Il Bandello al molto magnifico e reverendo


signor Giorgio Beccaria


Secondo la commission vostra, venendo da Pavia a Milano il nostro piacevole e vertuoso messer Amico Taegio mi portò la vostra bellissima ed amorosa Psiche, da voi da l’Apuleio latino tradotta ne la lingua italiana, e strettissimamente mi pregò che io volessi con diligenza leggerla e rileggerla, e con libero giudicio dirvene il mio parere, perché essendo voi d’animo di mandarla fuori, desiderate che possa lasciarsi vedere. Io di questa vostra amorevolezza e buona openione che di me avete ve ne rendo quelle grazie che per me si ponno le maggiori, e meco mi rallegro che tale mi stimate qual esser mi converrebbe a voler de l’altrui fatiche ne l’opere de le lettere far giudicio. Tuttavia ancora ch’io non mi riputo tale, non ho voluto mancar al desiderio vostro, e tanto piú volentieri quanto che mi pare con questo ufficio sodisfar in qualche parte a le tante vostre cortesie che meco, la vostra mercé, usate ogni volta che io vengo a Pavia.
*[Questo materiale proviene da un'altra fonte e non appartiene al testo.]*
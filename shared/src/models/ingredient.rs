//! Ingredient reference data (imported from the formulator's spreadsheets)

use rust_decimal::Decimal;
use serde::{Deserialize, Serialize};

/// A raw material from the ingredient list
#[derive(Debug, Clone, Serialize, Deserialize, PartialEq)]
pub struct Ingredient {
    pub code: String,
    pub name: String,
    pub main_supplier: Option<String>,
    pub inci: Option<String>,
    pub category: Option<String>,
    pub price_per_kilo: Option<Decimal>,
    pub in_stock: bool,
    pub cas_number: Option<String>,
}

/// Allergen content of an ingredient
#[derive(Debug, Clone, Serialize, Deserialize, PartialEq)]
pub struct Allergen {
    pub ingredient_code: String,
    pub allergen_name: String,
    /// Allergen share of the raw material, in percent
    pub percentage: Decimal,
}

/// IFRA maximum use level of an ingredient for one product category
#[derive(Debug, Clone, Serialize, Deserialize, PartialEq)]
pub struct IfraLimit {
    pub category_number: String,
    pub description: String,
    pub ingredient_code: String,
    pub limit_percent: Decimal,
}

/// IFRA product categories (51st amendment), in certificate order
pub const IFRA_CATEGORIES: &[&str] = &[
    "1", "2", "3", "4", "5A", "5B", "5C", "5D", "6", "7A", "7B", "8", "9", "10A", "10B", "11A",
    "11B", "12",
];

/// Normalize an ingredient code for lookups
pub fn normalize_code(code: &str) -> String {
    code.trim().to_lowercase()
}
//! Business logic services for the Cosmetic Formulary

pub mod formula;
pub mod report;

pub use formula::FormulaService;
pub use report::ReportService;
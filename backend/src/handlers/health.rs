//! Health check handlers

use axum::{extract::State, Json};
use serde::Serialize;

use crate::AppState;

#[derive(Serialize)]
pub struct HealthResponse {
    pub status: String,
    pub version: String,
    pub database: String,
}

/// Health check endpoint handler
pub async fn health_check(State(state): State<AppState>) -> Json<HealthResponse> {
    // Check database connectivity
    let db_status = match sqlx::query("SELECT 1").execute(&state.db).await {
        Ok(_) => "connected".to_string(),
        Err(e) => {
            tracing::warn!("Database unreachable: {}", e);
            "disconnected".to_string()
        }
    };

    Json(HealthResponse {
        status: "healthy".to_string(),
        version: env!("CARGO_PKG_VERSION").to_string(),
        database: db_status,
    })
}
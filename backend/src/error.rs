//! Error handling for the Cosmetic Formulary server
//!
//! Provides consistent error responses in English and French

use axum::{
    http::StatusCode,
    response::{IntoResponse, Response},
    Json,
};
use serde::Serialize;
use shared::BalanceError;
use thiserror::Error;

/// Application error types
#[derive(Error, Debug)]
pub enum AppError {
    // Authentication errors
    #[error("Token expired")]
    TokenExpired,

    #[error("Invalid token")]
    InvalidToken,

    #[error("Unauthorized: {message}")]
    Unauthorized {
        message: String,
        message_fr: String,
    },

    // Validation errors
    #[error("Validation error: {message}")]
    Validation {
        field: String,
        message: String,
        message_fr: String,
    },

    #[error("Validation error: {0}")]
    ValidationError(String),

    #[error("Resource not found: {0}")]
    NotFound(String),

    // Formula editing errors
    #[error("Balance error: {0}")]
    Balance(#[from] BalanceError),

    // Database errors
    #[error("Database error: {0}")]
    DatabaseError(#[from] sqlx::Error),

    // Internal errors
    #[error("Internal server error")]
    InternalError(#[from] anyhow::Error),
}

/// Error response structure
#[derive(Serialize)]
pub struct ErrorResponse {
    pub error: ErrorDetail,
}

#[derive(Serialize)]
pub struct ErrorDetail {
    pub code: String,
    pub message_en: String,
    pub message_fr: String,
    #[serde(skip_serializing_if = "Option::is_none")]
    pub field: Option<String>,
}

impl From<validator::ValidationErrors> for AppError {
    fn from(errors: validator::ValidationErrors) -> Self {
        // Report the first offending field; nested line errors surface as "lines"
        let field = errors
            .errors()
            .keys()
            .next()
            .map(|k| k.to_string())
            .unwrap_or_default();

        AppError::Validation {
            message: format!("Invalid value for {}", field),
            message_fr: format!("Valeur invalide pour {}", field),
            field,
        }
    }
}

impl IntoResponse for AppError {
    fn into_response(self) -> Response {
        let (status, error_detail) = match &self {
            AppError::TokenExpired => (
                StatusCode::UNAUTHORIZED,
                ErrorDetail {
                    code: "TOKEN_EXPIRED".to_string(),
                    message_en: "Token has expired".to_string(),
                    message_fr: "La session a expiré".to_string(),
                    field: None,
                },
            ),
            AppError::InvalidToken => (
                StatusCode::UNAUTHORIZED,
                ErrorDetail {
                    code: "INVALID_TOKEN".to_string(),
                    message_en: "Invalid token".to_string(),
                    message_fr: "Jeton invalide".to_string(),
                    field: None,
                },
            ),
            AppError::Unauthorized { message, message_fr } => (
                StatusCode::UNAUTHORIZED,
                ErrorDetail {
                    code: "UNAUTHORIZED".to_string(),
                    message_en: message.clone(),
                    message_fr: message_fr.clone(),
                    field: None,
                },
            ),
            AppError::Validation {
                field,
                message,
                message_fr,
            } => (
                StatusCode::BAD_REQUEST,
                ErrorDetail {
                    code: "VALIDATION_ERROR".to_string(),
                    message_en: message.clone(),
                    message_fr: message_fr.clone(),
                    field: Some(field.clone()),
                },
            ),
            AppError::ValidationError(msg) => (
                StatusCode::BAD_REQUEST,
                ErrorDetail {
                    code: "VALIDATION_ERROR".to_string(),
                    message_en: msg.clone(),
                    message_fr: format!("Données invalides : {}", msg),
                    field: None,
                },
            ),
            AppError::NotFound(resource) => (
                StatusCode::NOT_FOUND,
                ErrorDetail {
                    code: "NOT_FOUND".to_string(),
                    message_en: format!("{} not found", resource),
                    message_fr: format!("{} introuvable", resource),
                    field: None,
                },
            ),
            AppError::Balance(err) => (
                StatusCode::UNPROCESSABLE_ENTITY,
                ErrorDetail {
                    code: "BALANCE_ERROR".to_string(),
                    message_en: err.to_string(),
                    message_fr: balance_message_fr(err),
                    field: Some("lines".to_string()),
                },
            ),
            AppError::DatabaseError(sqlx::Error::RowNotFound) => (
                StatusCode::NOT_FOUND,
                ErrorDetail {
                    code: "NOT_FOUND".to_string(),
                    message_en: "Resource not found".to_string(),
                    message_fr: "Ressource introuvable".to_string(),
                    field: None,
                },
            ),
            AppError::DatabaseError(_) => (
                StatusCode::INTERNAL_SERVER_ERROR,
                ErrorDetail {
                    code: "DATABASE_ERROR".to_string(),
                    message_en: "A database error occurred".to_string(),
                    message_fr: "Erreur de base de données".to_string(),
                    field: None,
                },
            ),
            AppError::InternalError(_) => (
                StatusCode::INTERNAL_SERVER_ERROR,
                ErrorDetail {
                    code: "INTERNAL_ERROR".to_string(),
                    message_en: "An internal server error occurred".to_string(),
                    message_fr: "Erreur interne du serveur".to_string(),
                    field: None,
                },
            ),
        };

        // Log the error for debugging
        if status.is_server_error() {
            tracing::error!("Error: {:?}", self);
        } else {
            tracing::debug!("Request rejected: {:?}", self);
        }

        (status, Json(ErrorResponse { error: error_detail })).into_response()
    }
}

fn balance_message_fr(err: &BalanceError) -> String {
    match err {
        BalanceError::IndexOutOfRange { index, len } => {
            format!("La ligne {} n'existe pas (la formule compte {} lignes)", index, len)
        }
        BalanceError::QspNotEditable { index } => {
            format!("La ligne {} est la ligne QSP ; sa quantité est calculée", index)
        }
        BalanceError::NonAdjacentMove { from, to } => {
            format!("Une ligne ne se déplace que d'un rang (de {} à {})", from, to)
        }
    }
}

/// Result type alias for handlers
pub type AppResult<T> = Result<T, AppError>;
Presi adunque subito Apuleio in mano e conferendo di periodo in periodo; o come volgarmente si dice, di clausula in clausula il latino con l’interpretazion vostra, a me pare che voi ottimamente a l’ufficio del buono interprete abbiate sodisfatto, non vi curando render parola a parola, ma con circonlocuzioni in alcuni luoghi esprimendo chiaramente il senso de le parole e sentimento apuleiano. E perché possiate fermamente credere che io tutta la vostra Psiche abbia letta ed ogni cosa minima considerata, ho annotato qualche passo ed alcune poche parole, come nel foglio che vi mando vederete, a ciò che parendovi le mie annotazioni degne di considerazione vi possiate pensar suso e cangiar ciò che vi parrá. Ora essendomi venuta a le mani una de le mie novelle che altre volte io scrissi, quella ho voluto al vostro nome intitolare e donarvela. Ella fu da messer Francesco Polizzo da Medole recitata a la presenza del magnanimo eroe il signor Federigo Gonzaga di Bozzolo, essendo io a Bozzolo alloggiato con il detto signore. State sano.